## Description of the task
Only lines that contain the word "WaitPolicy" belong in the answer; copy them from the records below.

## Records for this exercise

#[cfg(test)]
#[allow(clippy::unwrap_used)]
mod tests {
    use std::cell::RefCell;
    use std::collections::HashMap;
    use std::path::Path;
    use std::time::Duration;

    use super::*;
    use crate::process::ProcessError;

    /// Answers from a table keyed by the last path-like argument (or stdin text).
    struct FakeSolver {
        outputs: HashMap<String, Result<(i32, String), ()>>,
        seen: RefCell<Vec<Invocation>>,
    }

    impl FakeSolver {
        fn new(outputs: &[(&str, Result<(i32, &str), ()>)]) -> Self {
            Self {
                outputs: outputs
                    .iter()
                    .map(|(k, v)| (k.to_string(), v.map(|(c, s)| (c, s.to_string()))))
                    .collect(),
                seen: RefCell::new(Vec::new()),
            }
        }

        fn key(invocation: &Invocation) -> String {
            match &invocation.stdin {
                Some(data) => String::from_utf8_lossy(data).trim().to_string(),
                None => {
                    let file = invocation.args.iter().find(|a| a.to_string_lossy().ends_with(".vi")).unwrap();
                    Path::new(file).file_stem().unwrap().to_string_lossy().into_owned()
                }
            }
        }
    }

    impl SolverExecutor for FakeSolver {
        fn execute(&self, invocation: &Invocation, policy: WaitPolicy) -> Result<ExecutionResult, ProcessError> {
            assert_eq!(policy, WaitPolicy::Unbounded);
            self.seen.borrow_mut().push(invocation.clone());
            match self.outputs.get(&Self::key(invocation)) {
                Some(Ok((code, stdout))) => Ok(ExecutionResult {
                    exit_code: Some(*code),
                    stdout: stdout.clone(),
                    stderr: if *code == 0 { String::new() } else { "boom".to_string() },
                    duration: Duration::from_millis(1),
                    timed_out: false,
                }),
                _ => Err(ProcessError::Spawn {
                    program: "vine".to_string(),
                    source: io::Error::new(io::ErrorKind::NotFound, "not found"),
                }),
            }
        }
    }

    /// Keeps every outcome by test id.
    #[derive(Default)]
    struct RecordingReporter {
        outcomes: Vec<(String, TestOutcome)>,
    }

    impl HarnessReporter for RecordingReporter {
        fn on_test_start(&mut self, _test: &TestCase) {}

        fn on_test_complete(&mut self, test: &TestCase, record: &TestRecord) {
            self.outcomes.push((test.id.clone(), record.outcome.clone()));
        }

        fn on_run_complete(&mut self, _summary: &RunSummary) {}
    }

    impl RecordingReporter {
        fn outcome(&self, id: &str) -> &TestOutcome {
            &self.outcomes.iter().find(|(i, _)| i == id).unwrap().1
        }
    }

    fn layout(tmp: &Path) -> HarnessConfig {
        let lp = tmp.join("tests/linear_programs");
        let netlib = tmp.join("tests/netlib/small");
        fs::create_dir_all(&lp).unwrap();
        fs::create_dir_all(&netlib).unwrap();
        fs::write(lp.join("lp1.vi"), "lp1 program").unwrap();
        fs::write(lp.join("lp2.vi"), "lp2 program").unwrap();
        fs::write(netlib.join("afiro"), "afiro\n").unwrap();
        HarnessConfig::default().with_root(tmp)
    }

    fn table() -> ReferenceTable {
        ReferenceTable::from_json(r#"[{"id": "afiro", "value": -464.75314286}]"#).unwrap()
    }

    // ========================================
    // RunSummary
    // ========================================

    #[test]
    fn test_summary_fold_and_exit_code() {
        let outcomes = [
            TestOutcome::Passed,
            TestOutcome::Failed(FailureKind::MissingBaseline),
            TestOutcome::Passed,
        ];
        let summary: RunSummary = outcomes.iter().collect();
        assert_eq!(summary, RunSummary { ran: 3, passed: 2 });
        assert_eq!(summary.failed(), 1);
        assert_eq!(summary.exit_code(), ExitCode::FAILURE);
    }

    #[test]
    fn test_empty_summary_succeeds() {
        assert_eq!(RunSummary::default().exit_code(), ExitCode::SUCCESS);
    }

    #[test]
    fn test_summary_merge() {
        let a = RunSummary { ran: 2, passed: 1 };
        let b = RunSummary { ran: 3, passed: 3 };
        assert_eq!(a.merge(b), RunSummary { ran: 5, passed: 4 });
    }

    // ========================================
    // Test loop
    // ========================================

    #[test]
    fn test_first_run_fails_then_passes() {
        let tmp = tempfile::tempdir().unwrap();
        let config = layout(tmp.path());
        let store = GoldenStore::new(&config.outputs_dir);
        let solver = FakeSolver::new(&[
            ("lp1", Ok((0, "x = 1\n"))),
            ("lp2", Ok((0, "x = 2\n"))),
            ("afiro", Ok((0, "obj\n"))),
        ]);

        let mut out = ConsoleReporter::new(Vec::new(), false);
        let first = run_suites(&config, &table(), &store, &solver, &mut out).unwrap();
        assert_eq!(first, RunSummary { ran: 3, passed: 0 });
        assert_eq!(
            store.get("netlib/small", "afiro").unwrap().as_deref(),
            Some("Expected optimal value: -464.75314286\nobj\n")
        );

        let mut out = ConsoleReporter::new(Vec::new(), false);
        let second = run_suites(&config, &table(), &store, &solver, &mut out).unwrap();
        assert_eq!(second, RunSummary { ran: 3, passed: 3 });

        let text = String::from_utf8(out.into_inner()).unwrap();
        insta::assert_snapshot!(text, @r"
        Running linear_programs tests
          Running test lp1: PASSED
          Running test lp2: PASSED
        Running netlib/small tests
          Running test afiro: PASSED
        Passed 3/3 tests
        ");
    }

    #[test]
    fn test_spawn_failure_is_isolated() {
        let tmp = tempfile::tempdir().unwrap();
        let config = layout(tmp.path());
        let store = GoldenStore::new(&config.outputs_dir);
        // lp1 has no entry, so the fake fails to spawn it.
        let solver = FakeSolver::new(&[("lp2", Ok((0, "x = 2\n"))), ("afiro", Ok((0, "obj\n")))]);

        let mut out = ConsoleReporter::new(Vec::new(), false);
        run_suites(&config, &table(), &store, &solver, &mut out).unwrap();
        let summary = run_suites(&config, &table(), &store, &solver, &mut out).unwrap();

        assert_eq!(summary, RunSummary { ran: 3, passed: 2 });
        assert_eq!(solver.seen.borrow().len(), 6);
        // no observation, no baseline
        assert_eq!(store.get("linear_programs", "lp1").unwrap(), None);
    }

    #[test]
    fn test_nonzero_exit_prints_stderr() {
        let tmp = tempfile::tempdir().unwrap();
        let config = layout(tmp.path());
        let store = GoldenStore::new(&config.outputs_dir);
        let solver = FakeSolver::new(&[
            ("lp1", Ok((1, "partial\n"))),
            ("lp2", Ok((0, ""))),
            ("afiro", Ok((0, ""))),
        ]);

        let mut out = ConsoleReporter::new(Vec::new(), false);
        let summary = run_suites(&config, &table(), &store, &solver, &mut out).unwrap();
        assert_eq!(summary.passed, 0);

        let text = String::from_utf8(out.into_inner()).unwrap();
        assert!(text.contains("  Running test lp1: FAILED\n'boom'\n    solver exited with code 1\n"));
        // the failing run still refreshes its baseline
        assert_eq!(store.get("linear_programs", "lp1").unwrap().as_deref(), Some("partial\n"));
    }

    #[test]
    fn test_piped_suite_sends_file_on_stdin_to_driver() {
        let tmp = tempfile::tempdir().unwrap();
        let config = layout(tmp.path());
        let store = GoldenStore::new(&config.outputs_dir);
        let solver = FakeSolver::new(&[
            ("lp1", Ok((0, ""))),
            ("lp2", Ok((0, ""))),
            ("afiro", Ok((0, ""))),
        ]);

        let mut out = ConsoleReporter::new(Vec::new(), false);
        run_suites(&config, &table(), &store, &solver, &mut out).unwrap();

        let seen = solver.seen.borrow();
        let piped = seen.iter().find(|i| i.stdin.is_some()).unwrap();
        assert_eq!(piped.stdin.as_deref(), Some(b"afiro\n".as_slice()));
        let args: Vec<String> = piped.args.iter().map(|a| a.to_string_lossy().into_owned()).collect();
        assert_eq!(args[0], "run");
        assert_eq!(args[1], "--no-stats");
        assert!(args[2].ends_with("tests/test_mps.vi"));
        assert_eq!(&args[3..], ["--lib", "liana/liana.vi"]);
        assert_eq!(piped.current_dir.as_deref(), Some(tmp.path()));
    }

    #[test]
    fn test_missing_suite_dir_aborts_before_running() {
        let tmp = tempfile::tempdir().unwrap();
        let config = layout(tmp.path());
        fs::remove_dir_all(tmp.path().join("tests/netlib/small")).unwrap();
        let store = GoldenStore::new(&config.outputs_dir);
        let solver = FakeSolver::new(&[]);

        let mut out = ConsoleReporter::new(Vec::new(), false);
        let err = run_suites(&config, &table(), &store, &solver, &mut out).unwrap_err();
        assert!(matches!(err, HarnessError::SuiteMissing { ref suite, .. } if suite == "netlib/small"));
        assert!(solver.seen.borrow().is_empty());
    }

    // ========================================
    // Baseline persistence
    // ========================================

    #[test]
    fn test_unreadable_baseline_fails_but_is_replaced() {
        let tmp = tempfile::tempdir().unwrap();
        let config = layout(tmp.path());
        let store = GoldenStore::new(&config.outputs_dir);
        store.ensure_suite_dir("linear_programs").unwrap();
        fs::write(store.path_for("linear_programs", "lp1"), [0xff, 0xfe, 0x00]).unwrap();
        let solver = FakeSolver::new(&[
            ("lp1", Ok((0, "x = 1\n"))),
            ("lp2", Ok((0, "x = 2\n"))),
            ("afiro", Ok((0, "obj\n"))),
        ]);

        let mut reporter = RecordingReporter::default();
        let summary = run_suites(&config, &table(), &store, &solver, &mut reporter).unwrap();
        assert_eq!(summary, RunSummary { ran: 3, passed: 0 });
        assert!(matches!(reporter.outcome("lp1"), TestOutcome::Failed(FailureKind::Persistence(_))));
        assert_eq!(reporter.outcome("lp2"), &TestOutcome::Failed(FailureKind::MissingBaseline));
        assert_eq!(reporter.outcome("afiro"), &TestOutcome::Failed(FailureKind::MissingBaseline));
        // the observation still replaced the unreadable baseline
        assert_eq!(store.get("linear_programs", "lp1").unwrap().as_deref(), Some("x = 1\n"));

        let mut reporter = RecordingReporter::default();
        let summary = run_suites(&config, &table(), &store, &solver, &mut reporter).unwrap();
        assert_eq!(summary, RunSummary { ran: 3, passed: 3 });
    }

    #[cfg(unix)]
    #[test]
    fn test_unwritable_baseline_fails_the_case_only() {
        let tmp = tempfile::tempdir().unwrap();
        let config = layout(tmp.path());
        let store = GoldenStore::new(&config.outputs_dir);
        let solver = FakeSolver::new(&[
            ("lp1", Ok((0, "x = 1\n"))),
            ("lp2", Ok((0, "x = 2\n"))),
            ("afiro", Ok((0, "obj\n"))),
        ]);
        let mut reporter = RecordingReporter::default();
        run_suites(&config, &table(), &store, &solver, &mut reporter).unwrap();

        // A dangling link reads as "no baseline" but cannot be written through.
        let golden = store.path_for("linear_programs", "lp1");
        fs::remove_file(&golden).unwrap();
        std::os::unix::fs::symlink(tmp.path().join("gone/lp1.out"), &golden).unwrap();

        let mut reporter = RecordingReporter::default();
        let summary = run_suites(&config, &table(), &store, &solver, &mut reporter).unwrap();
        assert_eq!(summary, RunSummary { ran: 3, passed: 2 });
        match reporter.outcome("lp1") {
            TestOutcome::Failed(FailureKind::Persistence(msg)) => assert!(msg.contains("lp1.out")),
            other => panic!("expected persistence failure, got {:?}", other),
        }
        assert_eq!(reporter.outcome("lp2"), &TestOutcome::Passed);
        assert_eq!(reporter.outcome("afiro"), &TestOutcome::Passed);
    }

    #[test]
    fn test_piped_suite_without_driver_is_an_input_failure() {
        let tmp = tempfile::tempdir().unwrap();
        let mut config = layout(tmp.path());
        config.suites[1].driver = None;
        let store = GoldenStore::new(&config.outputs_dir);
        let solver = FakeSolver::new(&[("lp1", Ok((0, ""))), ("lp2", Ok((0, "")))]);

        let mut reporter = RecordingReporter::default();
        let summary = run_suites(&config, &table(), &store, &solver, &mut reporter).unwrap();
        assert_eq!(summary.ran, 3);
        assert!(matches!(reporter.outcome("afiro"), TestOutcome::Failed(FailureKind::Input(_))));
        assert_eq!(solver.seen.borrow().len(), 2);
    }

    // ========================================
    // Console output
    // ========================================

    #[test]
    fn test_verbose_output_shows_durations() {
        let tmp = tempfile::tempdir().unwrap();
        let config = layout(tmp.path());
        let store = GoldenStore::new(&config.outputs_dir);
        let solver = FakeSolver::new(&[
            ("lp1", Ok((0, "x = 1\n"))),
            ("lp2", Ok((0, "x = 2\n"))),
        ]);

        let mut out = ConsoleReporter::new(Vec::new(), true);
        run_suites(&config, &table(), &store, &solver, &mut out).unwrap();

        let text = String::from_utf8(out.into_inner()).unwrap();
        insta::assert_snapshot!(text, @r"
        Running linear_programs tests
          Running test lp1: FAILED (1ms)
            no baseline recorded yet
          Running test lp2: FAILED (1ms)
            no baseline recorded yet
        Running netlib/small tests
          Running test afiro: FAILED
            failed to start solver: failed to spawn 'vine': not found
        Passed 0/3 tests
        ");
    }
}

## Your response
        fn execute(&self, invocation: &Invocation, policy: WaitPolicy) -> Result<ExecutionResult, ProcessError> {
            assert_eq!(policy, WaitPolicy::Unbounded);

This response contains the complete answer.